In their astonishing memoirs, published only weeks apart, Kazim Ali and Robert Boschman explore how their personal and family stories overlap with histories of violence, colonialism, indigenous dispossession, and energy development in Western Canada.
In Fall 2021, Boschman and Ali sat down with Energy Humanities editors to discuss the resonances between their narratives and the themes that unite them. The conversation that followed was an intimate and affecting dialogue between two men wrestling with the past.
Kazim Ali’s Northern Light: Power, Land, and the Memory of Water is published by Milkweed Editions.
Robert Boschman’s White Coal City: A Memoir of Place and Family is published by the University of Regina Press.
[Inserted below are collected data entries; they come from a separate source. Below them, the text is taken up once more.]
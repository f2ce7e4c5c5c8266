//! Content extractor plugin trait.
//!
//! Content extractors turn a stored file into searchable text. The store picks
//! one per lower-cased file extension through the
//! [`ExtractorRegistry`](super::registry::ExtractorRegistry).

use crate::Result;
use crate::plugins::Plugin;
use std::path::Path;

/// Trait for content extractor plugins.
///
/// # Example
///
/// ```rust
/// use archivist::plugins::{ContentExtractor, Plugin};
/// use archivist::Result;
/// use std::path::Path;
///
/// struct UpperCaseExtractor;
///
/// impl Plugin for UpperCaseExtractor {
///     fn name(&self) -> &str { "upper-case-extractor" }
///     fn version(&self) -> String { "1.0.0".to_string() }
///     fn initialize(&self) -> Result<()> { Ok(()) }
///     fn shutdown(&self) -> Result<()> { Ok(()) }
/// }
///
/// impl ContentExtractor for UpperCaseExtractor {
///     fn supported_extensions(&self) -> &[&str] {
///         &["shout"]
///     }
///
///     fn extract(&self, path: &Path, _extension: &str) -> Result<String> {
///         Ok(std::fs::read_to_string(path)?.to_uppercase())
///     }
/// }
/// ```
pub trait ContentExtractor: Plugin {
    /// Lower-case extensions (without the dot) this extractor handles.
    fn supported_extensions(&self) -> &[&str];

    /// Selection priority; the highest priority wins per extension.
    ///
    /// Built-ins use 50. Use a higher value to override them.
    fn priority(&self) -> i32 {
        50
    }

    /// Extract text from the file at `path`.
    ///
    /// `extension` is the lower-cased extension the extractor was selected by,
    /// empty for files without one.
    ///
    /// # Errors
    ///
    /// - `ArchivistError::Io` when the file cannot be read
    /// - `ArchivistError::Parsing` when the content is malformed
    /// - `ArchivistError::UnsupportedFormat` when the content cannot be represented as text
    fn extract(&self, path: &Path, extension: &str) -> Result<String>;
}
Kazim Ali was born in the United Kingdom and has lived transnationally in the United States, Canada, India, France, and the Middle East. His books encompass multiple genres, including several volumes of poetry, novels, and translations. He is currently a Professor and Chair of the Department of Literature at the University of California, San Diego. His newest books are a volume of three long poems entitled The Voice of Sheila Chandra and a memoir of his Canadian childhood, Northern Light: Power, Land, and the Memory of Water.
Robert Boschman grew up in Prince Albert, Saskatchewan, on Treaty 6 lands. He is Professor of American Literature and the Environmental Humanities at Mount Royal University in Calgary, Alberta where he chairs the Department of English, Languages, and Cultures.